*Work order*: Go through the material and copy each line in which the word "RetryConfig" shows up.

*Material shown*:
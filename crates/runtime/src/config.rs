//! Engine configuration, loadable from TOML.

use crate::cache::CachePolicy;
use crate::retry::{Delay, RetryPolicy};
use serde::Deserialize;
use std::path::Path;
use std::time::Duration;

/// How unresolved `{{placeholders}}` are treated.
#[derive(Debug, Clone, Copy, Default, PartialEq, Eq, Deserialize)]
#[serde(rename_all = "lowercase")]
pub enum PlaceholderMode {
    /// Fail compilation on any unresolved placeholder.
    #[default]
    Strict,
    /// Leave unresolved placeholders in the text.
    Lenient,
}

/// What the loop does after a tool step fails.
#[derive(Debug, Clone, Copy, Default, PartialEq, Eq, Deserialize)]
#[serde(rename_all = "lowercase")]
pub enum ToolFailurePolicy {
    /// Record the failure in history and hand control back to the model.
    #[default]
    Recover,
    /// End the execution with the tool error.
    Abort,
}

/// Top-level engine configuration.
#[derive(Debug, Clone, Deserialize)]
#[serde(default)]
pub struct EngineConfig {
    /// Ceiling on LLM and tool steps in one execution.
    pub max_iterations: u32,

    /// Messages of history shown to the model per turn.
    pub history_limit: usize,

    pub placeholders: PlaceholderMode,

    pub tool_failure: ToolFailurePolicy,

    /// Default retry policy for functions that do not declare one.
    pub retry: RetryConfig,

    /// Default cache policy for functions that do not declare one.
    pub cache: CacheConfig,
}

impl Default for EngineConfig {
    fn default() -> Self {
        Self {
            max_iterations: 8,
            history_limit: 10,
            placeholders: PlaceholderMode::Strict,
            tool_failure: ToolFailurePolicy::Recover,
            retry: RetryConfig::default(),
            cache: CacheConfig::default(),
        }
    }
}

/// Retry settings.
#[derive(Debug, Clone, Deserialize)]
#[serde(default)]
pub struct RetryConfig {
    pub max_attempts: u32,
    pub delay_ms: u64,
    /// Multiplier applied per retry; `1.0` means a fixed delay.
    pub backoff: f64,
    pub max_delay_ms: u64,
    /// Re-compile the prompt with the last parse/validation error on retry.
    pub validation_feedback: bool,
}

impl Default for RetryConfig {
    fn default() -> Self {
        Self {
            max_attempts: 3,
            delay_ms: 200,
            backoff: 2.0,
            max_delay_ms: 5_000,
            validation_feedback: false,
        }
    }
}

/// Response cache settings.
#[derive(Debug, Clone, Deserialize)]
#[serde(default)]
pub struct CacheConfig {
    /// Install an in-memory cache when the context has none.
    pub enabled: bool,
    pub ttl_secs: Option<u64>,
    /// Entry bound for the in-memory cache installed when none is supplied.
    pub capacity: usize,
    /// Period of the background sweep of expired in-memory entries.
    pub eviction_interval_secs: u64,
}

impl Default for CacheConfig {
    fn default() -> Self {
        Self {
            enabled: false,
            ttl_secs: None,
            capacity: 256,
            eviction_interval_secs: 60,
        }
    }
}

impl EngineConfig {
    /// Load configuration from a TOML file.
    pub fn load(path: impl AsRef<Path>) -> Result<Self, ConfigError> {
        let content = std::fs::read_to_string(path.as_ref())?;
        Self::parse(&content)
    }

    /// Parse configuration from a TOML string.
    pub fn parse(toml: &str) -> Result<Self, ConfigError> {
        let config: Self = toml::from_str(toml).map_err(|e| ConfigError::Parse(e.to_string()))?;
        config.validate()?;
        Ok(config)
    }

    /// Reject settings the engine cannot honor.
    pub fn validate(&self) -> Result<(), ConfigError> {
        if self.max_iterations == 0 {
            return Err(ConfigError::Invalid("max_iterations must be at least 1".into()));
        }
        if self.history_limit == 0 {
            return Err(ConfigError::Invalid("history_limit must be at least 1".into()));
        }
        if self.retry.max_attempts == 0 {
            return Err(ConfigError::Invalid(
                "retry.max_attempts must be at least 1".into(),
            ));
        }
        if !self.retry.backoff.is_finite() || self.retry.backoff < 1.0 {
            return Err(ConfigError::Invalid("retry.backoff must be >= 1.0".into()));
        }
        if self.cache.capacity == 0 {
            return Err(ConfigError::Invalid("cache.capacity must be at least 1".into()));
        }
        if self.cache.eviction_interval_secs == 0 {
            return Err(ConfigError::Invalid(
                "cache.eviction_interval_secs must be at least 1".into(),
            ));
        }
        Ok(())
    }

    /// The default retry policy described by `[retry]`.
    pub fn retry_policy(&self) -> RetryPolicy {
        let retry = &self.retry;
        let base = Duration::from_millis(retry.delay_ms);
        let delay = if retry.delay_ms == 0 {
            Delay::None
        } else if retry.backoff <= 1.0 {
            Delay::Fixed(base)
        } else {
            Delay::Exponential {
                base,
                factor: retry.backoff,
                max: Duration::from_millis(retry.max_delay_ms),
            }
        };
        RetryPolicy::new(retry.max_attempts)
            .with_delay(delay)
            .with_validation_feedback(retry.validation_feedback)
    }

    /// The default cache policy for functions that do not declare one.
    pub fn cache_policy(&self) -> CachePolicy {
        CachePolicy {
            ttl: self.cache.ttl_secs.map(Duration::from_secs),
        }
    }
}

#[derive(Debug, thiserror::Error)]
pub enum ConfigError {
    #[error("failed to read config: {0}")]
    Io(#[from] std::io::Error),

    #[error("failed to parse config: {0}")]
    Parse(String),

    #[error("invalid config: {0}")]
    Invalid(String),
}
//! Compiled JSON Schema documents.

use crate::{Error, FieldError, Result, ValidationErrors};
use jsonschema::Validator;
use serde::{Serialize, Serializer};
use serde_json::Value;
use std::fmt;
use std::sync::Arc;

/// A JSON Schema, compiled once and cheap to clone.
///
/// The original document is kept so it can be shown to a model verbatim
/// (tool catalogs, response formats).
#[derive(Clone)]
pub struct Schema {
    document: Arc<Value>,
    validator: Option<Arc<Validator>>,
}

impl Schema {
    /// Compile a schema document.
    pub fn new(document: Value) -> Result<Self> {
        let validator =
            jsonschema::validator_for(&document).map_err(|e| Error::Invalid(e.to_string()))?;
        Ok(Self {
            document: Arc::new(document),
            validator: Some(Arc::new(validator)),
        })
    }

    /// Parse and compile a schema from JSON text.
    pub fn parse(json: &str) -> Result<Self> {
        let document: Value = serde_json::from_str(json)?;
        Self::new(document)
    }

    /// A schema every value conforms to.
    pub fn any() -> Self {
        Self {
            document: Arc::new(Value::Object(Default::default())),
            validator: None,
        }
    }

    /// The schema document, for describing the expected shape to a model.
    pub fn describe(&self) -> &Value {
        &self.document
    }

    /// Whether `value` conforms.
    pub fn is_valid(&self, value: &Value) -> bool {
        self.validator.as_ref().is_none_or(|v| v.is_valid(value))
    }

    /// Check `value`, collecting every field-level failure.
    pub fn validate(&self, value: &Value) -> std::result::Result<(), ValidationErrors> {
        let Some(validator) = &self.validator else {
            return Ok(());
        };

        let errors: Vec<FieldError> = validator
            .iter_errors(value)
            .map(|e| FieldError::new(e.instance_path.to_string(), e.to_string()))
            .collect();

        if errors.is_empty() {
            Ok(())
        } else {
            Err(ValidationErrors(errors))
        }
    }
}

impl fmt::Debug for Schema {
    fn fmt(&self, f: &mut fmt::Formatter<'_>) -> fmt::Result {
        f.debug_tuple("Schema").field(&self.document).finish()
    }
}

impl PartialEq for Schema {
    fn eq(&self, other: &Self) -> bool {
        self.document == other.document
    }
}

impl Default for Schema {
    fn default() -> Self {
        Self::any()
    }
}

impl Serialize for Schema {
    fn serialize<S: Serializer>(&self, serializer: S) -> std::result::Result<S::Ok, S::Error> {
        self.document.serialize(serializer)
    }
}

impl TryFrom<Value> for Schema {
    type Error = Error;

    fn try_from(document: Value) -> Result<Self> {
        Self::new(document)
    }
}
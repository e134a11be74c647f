use thiserror::Error;

#[derive(Debug, Error)]
#[non_exhaustive]
pub enum Error {
    #[error("database error: {0}")]
    Database(#[from] rusqlite::Error),

    #[error("serialization error: {0}")]
    Serialization(#[from] serde_json::Error),

    /// A stored row could not be decoded.
    #[error("corrupt row: {0}")]
    Corrupt(String),

    #[error("store lock poisoned")]
    Poisoned,
}

pub type Result<T> = std::result::Result<T, Error>;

*Response to the task*:
    pub retry: RetryConfig,
            retry: RetryConfig::default(),
pub struct RetryConfig {
impl Default for RetryConfig {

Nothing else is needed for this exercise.